Opening a Campus

Invitation to the unveiling of Havemeyer Hall and the Hall of Languages, along with the breaking of ground for the library, 1895.

Excerpt from the 1895 University Heights yearbook, the Violet, portraying MacCracken as an almost Moses like figure leading students to the Bronx.

On October 19, 1895, MacCracken invited a number of politicians, professors, journalists and socialites to showcase New York University’s new campus and break ground for the future Gould Memorial Library. Initial reactions to the new campus were overwhelmingly positive. Observers stated that the new NYU home created an atmosphere of a small-town college, creating a much more communal environment than at Washington Square. The New York Herald stated that the campus was “unequaled for picturesqueness” and Harpers’s Weekly claimed that the quadrangle had “attained the appearance of an old time seat of learning.” Two years later praise for the new campus continued. The New York Times commented that, “New York has never possessed such a college.

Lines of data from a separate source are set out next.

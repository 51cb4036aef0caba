use std::collections::BTreeMap;
use std::io;
use std::path::{Path, PathBuf};

use serde::Serialize;
use thiserror::Error;

use crate::models::{ConnectionLeg, Mode, Node, NodeTable, SlaStatus};
use crate::time::DepartureTime;

pub const COL_PATH: &str = "connection_full";
pub const COL_ORIGIN: &str = "LEG_ORIGIN_CODE";
pub const COL_DEST: &str = "LEG_DEST_CODE";
pub const COL_DEPARTURE: &str = "Connection Departure Time";
pub const COL_MODE: &str = "Mode";
pub const COL_SLA: &str = "SLA_COLOR";
pub const COL_BUFFER: &str = "time_diff_min";

pub const COL_CODE: &str = "CODE";
pub const COL_LAT: &str = "lat";
pub const COL_LON: &str = "lon";

#[derive(Debug, Error)]
pub enum LoadError {
    #[error("failed to open '{path}': {source}")]
    Io {
        path: PathBuf,
        #[source]
        source: io::Error,
    },
    #[error("failed to read CSV '{path}': {source}")]
    Csv {
        path: PathBuf,
        #[source]
        source: csv::Error,
    },
    #[error("'{path}' is missing required column '{column}'")]
    MissingColumn { path: PathBuf, column: &'static str },
    #[error("'{path}' line {line}, column '{column}': invalid value '{value}' ({reason})")]
    InvalidValue {
        path: PathBuf,
        line: u64,
        column: &'static str,
        value: String,
        reason: String,
    },
    #[error("'{path}' line {line}: node code '{code}' appears more than once")]
    DuplicateNode { path: PathBuf, line: u64, code: String },
}

/// Summary of a legs table load
#[derive(Debug, Clone, Default, PartialEq, Eq, Serialize)]
pub struct LoadReport {
    /// Legs kept
    pub legs: usize,
    /// Rows without a connection path, which never appear in any path selection
    pub skipped_without_path: usize,
    /// Unrecognized SLA values and how many rows carry each
    pub unrecognized_sla: BTreeMap<String, usize>,
}

impl LoadReport {
    #[must_use]
    pub fn unrecognized_sla_rows(&self) -> usize {
        self.unrecognized_sla.values().sum()
    }
}

/// Positions of the required columns within a header row
struct ColumnIndex<'a> {
    path: &'a Path,
    header: csv::StringRecord,
}

impl<'a> ColumnIndex<'a> {
    fn new(path: &'a Path, header: csv::StringRecord) -> Self {
        Self { path, header }
    }

    fn find(&self, column: &'static str) -> Result<usize, LoadError> {
        self.header
            .iter()
            .position(|h| h.trim() == column)
            .ok_or_else(|| LoadError::MissingColumn {
                path: self.path.to_path_buf(),
                column,
            })
    }
}

struct Row<'a> {
    path: &'a Path,
    record: &'a csv::StringRecord,
    line: u64,
}

impl Row<'_> {
    fn text(&self, idx: usize) -> &str {
        self.record.get(idx).map_or("", str::trim)
    }

    fn invalid(&self, column: &'static str, value: &str, reason: impl ToString) -> LoadError {
        LoadError::InvalidValue {
            path: self.path.to_path_buf(),
            line: self.line,
            column,
            value: value.to_string(),
            reason: reason.to_string(),
        }
    }

    fn required(&self, idx: usize, column: &'static str) -> Result<&str, LoadError> {
        let value = self.text(idx);
        if value.is_empty() {
            return Err(self.invalid(column, value, "empty"));
        }
        Ok(value)
    }

    fn number(&self, idx: usize, column: &'static str) -> Result<f64, LoadError> {
        let value = self.required(idx, column)?;
        let number: f64 = value.parse().map_err(|e| self.invalid(column, value, e))?;
        if !number.is_finite() {
            return Err(self.invalid(column, value, "not a finite number"));
        }
        Ok(number)
    }
}

fn csv_reader<R: io::Read>(reader: R) -> csv::Reader<R> {
    csv::ReaderBuilder::new()
        .has_headers(true)
        .flexible(true)
        .from_reader(reader)
}

fn open(path: &Path) -> Result<std::fs::File, LoadError> {
    std::fs::File::open(path).map_err(|source| LoadError::Io {
        path: path.to_path_buf(),
        source,
    })
}

/// Read the legs table
///
/// `source` only labels errors; it is not opened.
///
/// # Errors
///
/// Returns an error if a required column is missing or a value cannot be parsed.
pub fn read_legs<R: io::Read>(reader: R, source: &Path) -> Result<(Vec<ConnectionLeg>, LoadReport), LoadError> {
    let mut reader = csv_reader(reader);
    let csv_err = |source_err| LoadError::Csv {
        path: source.to_path_buf(),
        source: source_err,
    };

    let columns = ColumnIndex::new(source, reader.headers().map_err(csv_err)?.clone());
    let path_idx = columns.find(COL_PATH)?;
    let origin_idx = columns.find(COL_ORIGIN)?;
    let dest_idx = columns.find(COL_DEST)?;
    let departure_idx = columns.find(COL_DEPARTURE)?;
    let mode_idx = columns.find(COL_MODE)?;
    let sla_idx = columns.find(COL_SLA)?;
    let buffer_idx = columns.find(COL_BUFFER)?;

    let mut legs = Vec::new();
    let mut report = LoadReport::default();

    for record in reader.records() {
        let record = record.map_err(csv_err)?;
        let row = Row {
            path: source,
            record: &record,
            line: record.position().map_or(0, csv::Position::line),
        };

        let connection_full_path = row.text(path_idx);
        if connection_full_path.is_empty() {
            report.skipped_without_path += 1;
            continue;
        }

        let departure_raw = row.required(departure_idx, COL_DEPARTURE)?;
        let departure: DepartureTime = departure_raw
            .parse()
            .map_err(|e| row.invalid(COL_DEPARTURE, departure_raw, e))?;

        let sla = SlaStatus::parse(row.text(sla_idx));
        if let SlaStatus::Unrecognized(raw) = &sla {
            *report.unrecognized_sla.entry(raw.clone()).or_insert(0) += 1;
        }

        legs.push(ConnectionLeg {
            connection_full_path: connection_full_path.to_string(),
            origin: row.required(origin_idx, COL_ORIGIN)?.to_string(),
            dest: row.required(dest_idx, COL_DEST)?.to_string(),
            departure,
            mode: Mode::new(row.text(mode_idx)),
            sla,
            buffer_minutes: row.number(buffer_idx, COL_BUFFER)?,
        });
    }

    report.legs = legs.len();

    if !report.unrecognized_sla.is_empty() {
        let values: Vec<&str> = report.unrecognized_sla.keys().map(String::as_str).collect();
        tracing::warn!(
            path = %source.display(),
            rows = report.unrecognized_sla_rows(),
            values = ?values,
            "legs with unrecognized SLA colors are counted in totals but match no SLA selection"
        );
    }
    if report.skipped_without_path > 0 {
        tracing::warn!(
            path = %source.display(),
            rows = report.skipped_without_path,
            "skipped legs without a connection path"
        );
    }

    Ok((legs, report))
}

/// Read the nodes table
///
/// # Errors
///
/// Returns an error if a required column is missing, a coordinate cannot be
/// parsed or is out of geographic range, or a code appears twice.
pub fn read_nodes<R: io::Read>(reader: R, source: &Path) -> Result<NodeTable, LoadError> {
    let mut reader = csv_reader(reader);
    let csv_err = |source_err| LoadError::Csv {
        path: source.to_path_buf(),
        source: source_err,
    };

    let columns = ColumnIndex::new(source, reader.headers().map_err(csv_err)?.clone());
    let code_idx = columns.find(COL_CODE)?;
    let lat_idx = columns.find(COL_LAT)?;
    let lon_idx = columns.find(COL_LON)?;

    let mut table = NodeTable::new();

    for record in reader.records() {
        let record = record.map_err(csv_err)?;
        let row = Row {
            path: source,
            record: &record,
            line: record.position().map_or(0, csv::Position::line),
        };

        let code = row.required(code_idx, COL_CODE)?;
        let lat = row.number(lat_idx, COL_LAT)?;
        let lon = row.number(lon_idx, COL_LON)?;

        let node = Node::new(code, lat, lon);
        if !(-90.0..=90.0).contains(&lat) {
            return Err(row.invalid(COL_LAT, row.text(lat_idx), "latitude outside [-90, 90]"));
        }
        if !node.has_valid_position() {
            return Err(row.invalid(COL_LON, row.text(lon_idx), "longitude outside [-180, 180]"));
        }

        table.insert(node).map_err(|dup| LoadError::DuplicateNode {
            path: source.to_path_buf(),
            line: row.line,
            code: dup.code,
        })?;
    }

    Ok(table)
}

/// Load the legs table from a CSV file
///
/// # Errors
///
/// See [`read_legs`]; also fails if the file cannot be opened.
pub fn load_legs(path: &Path) -> Result<(Vec<ConnectionLeg>, LoadReport), LoadError> {
    read_legs(open(path)?, path)
}

/// Load the nodes table from a CSV file
///
/// # Errors
///
/// See [`read_nodes`]; also fails if the file cannot be opened.
pub fn load_nodes(path: &Path) -> Result<NodeTable, LoadError> {
    read_nodes(open(path)?, path)
}

#[cfg(test)]
mod tests {
    use super::*;
    use crate::models::SlaColor;

    const LEGS_HEADER: &str = "connection_full,LEG_ORIGIN_CODE,LEG_DEST_CODE,Connection Departure Time,Mode,SLA_COLOR,time_diff_min\n";

    fn legs(body: &str) -> Result<(Vec<ConnectionLeg>, LoadReport), LoadError> {
        let content = format!("{LEGS_HEADER}{body}");
        read_legs(content.as_bytes(), Path::new("legs.csv"))
    }

    fn nodes(content: &str) -> Result<NodeTable, LoadError> {
        read_nodes(content.as_bytes(), Path::new("nodes.csv"))
    }

    #[test]
    fn test_read_legs_basic() {
        let (legs, report) = legs("DEL-BOM,DEL,BOM,08:00,AIR,GREEN,45\nDEL-BOM,DEL,BOM,9:30,SURFACE,RED,-12.5\n")
            .expect("should load");

        assert_eq!(legs.len(), 2);
        assert_eq!(report.legs, 2);
        assert_eq!(legs[0].origin, "DEL");
        assert_eq!(legs[0].sla_color(), Some(SlaColor::Green));
        assert_eq!(legs[1].departure.to_string(), "09:30");
        assert_eq!(legs[1].mode, Mode::new("SURFACE"));
        assert_eq!(legs[1].buffer_minutes, -12.5);
    }

    #[test]
    fn test_read_legs_ignores_extra_columns_and_order() {
        let content = "time_diff_min,extra,SLA_COLOR,Mode,Connection Departure Time,LEG_DEST_CODE,LEG_ORIGIN_CODE,connection_full\n\
                       10,x,ORANGE,AIR,07:15,BOM,DEL,DEL-BOM\n";
        let (legs, _) = read_legs(content.as_bytes(), Path::new("legs.csv")).expect("should load");
        assert_eq!(legs[0].origin, "DEL");
        assert_eq!(legs[0].dest, "BOM");
        assert_eq!(legs[0].sla_color(), Some(SlaColor::Orange));
    }

    #[test]
    fn test_read_legs_missing_column() {
        let content = "connection_full,LEG_ORIGIN_CODE,LEG_DEST_CODE,Mode,SLA_COLOR,time_diff_min\n";
        let err = read_legs(content.as_bytes(), Path::new("legs.csv")).expect_err("should fail");
        match err {
            LoadError::MissingColumn { column, path } => {
                assert_eq!(column, COL_DEPARTURE);
                assert_eq!(path, PathBuf::from("legs.csv"));
            }
            other => panic!("unexpected error: {other}"),
        }
    }

    #[test]
    fn test_read_legs_bad_time_reports_line() {
        let err = legs("DEL-BOM,DEL,BOM,08:00,AIR,GREEN,45\nDEL-BOM,DEL,BOM,late,AIR,GREEN,45\n")
            .expect_err("should fail");
        match err {
            LoadError::InvalidValue { line, column, value, .. } => {
                assert_eq!(line, 3);
                assert_eq!(column, COL_DEPARTURE);
                assert_eq!(value, "late");
            }
            other => panic!("unexpected error: {other}"),
        }
    }

    #[test]
    fn test_read_legs_bad_buffer() {
        let err = legs("DEL-BOM,DEL,BOM,08:00,AIR,GREEN,soon\n").expect_err("should fail");
        assert!(matches!(err, LoadError::InvalidValue { column: COL_BUFFER, .. }));
    }

    #[test]
    fn test_read_legs_skips_rows_without_path() {
        let (legs, report) = legs(",DEL,BOM,08:00,AIR,GREEN,45\nDEL-BOM,DEL,BOM,08:00,AIR,GREEN,45\n")
            .expect("should load");
        assert_eq!(legs.len(), 1);
        assert_eq!(report.skipped_without_path, 1);
    }

    #[test]
    fn test_read_legs_reports_unrecognized_sla() {
        let (legs, report) = legs(
            "P,A,B,08:00,AIR,AMBER,1\nP,A,B,08:10,AIR,AMBER,1\nP,A,B,08:20,AIR,,1\nP,A,B,08:30,AIR,RED,1\n",
        )
        .expect("should load");
        assert_eq!(legs.len(), 4);
        assert_eq!(report.unrecognized_sla_rows(), 3);
        assert_eq!(report.unrecognized_sla.get("AMBER"), Some(&2));
        assert_eq!(report.unrecognized_sla.get(""), Some(&1));
    }

    #[test]
    fn test_read_nodes_basic() {
        let table = nodes("CODE,lat,lon\nDEL,28.61,77.20\nBOM,19.07,72.87\n").expect("should load");
        assert_eq!(table.len(), 2);
        assert_eq!(table.resolve("DEL"), Ok((28.61, 77.20)));
    }

    #[test]
    fn test_read_nodes_unparsable_coordinate() {
        let err = nodes("CODE,lat,lon\nDEL,north,77.20\n").expect_err("should fail");
        assert!(matches!(err, LoadError::InvalidValue { column: COL_LAT, line: 2, .. }));
    }

    #[test]
    fn test_read_nodes_out_of_range() {
        let err = nodes("CODE,lat,lon\nDEL,28.61,277.20\n").expect_err("should fail");
        assert!(matches!(err, LoadError::InvalidValue { column: COL_LON, .. }));
        let err = nodes("CODE,lat,lon\nDEL,128.61,77.20\n").expect_err("should fail");
        assert!(matches!(err, LoadError::InvalidValue { column: COL_LAT, .. }));
    }

    #[test]
    fn test_read_nodes_rejects_nan() {
        let err = nodes("CODE,lat,lon\nDEL,NaN,77.20\n").expect_err("should fail");
        assert!(matches!(err, LoadError::InvalidValue { column: COL_LAT, .. }));
    }

    #[test]
    fn test_read_nodes_duplicate_code() {
        let err = nodes("CODE,lat,lon\nDEL,28.61,77.20\nDEL,28.70,77.10\n").expect_err("should fail");
        match err {
            LoadError::DuplicateNode { code, line, .. } => {
                assert_eq!(code, "DEL");
                assert_eq!(line, 3);
            }
            other => panic!("unexpected error: {other}"),
        }
    }

    #[test]
    fn test_read_nodes_missing_column() {
        let err = nodes("CODE,latitude,lon\nDEL,28.61,77.20\n").expect_err("should fail");
        assert!(matches!(err, LoadError::MissingColumn { column: COL_LAT, .. }));
    }

    #[test]
    fn test_load_missing_file() {
        let err = load_nodes(Path::new("/definitely/not/nodes.csv")).expect_err("should fail");
        assert!(matches!(err, LoadError::Io { .. }));
    }
}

Her universities have been, so far as fraternal college union and association went, but little more than upper day schools” and that “the new sit is exquisitely beautiful in its scenic displays. No finer could have been found within a hundred miles of the enlarged New York than this hillside clothed in academic solitude.” In the public eye MacCracken achieved his goal of creating a campus that evoked grandiosity and tradition.

The Tally Ho Wagon. In 1894, students traveled uptown to their new home.

Students hanging out on their new campus, c. 1900s.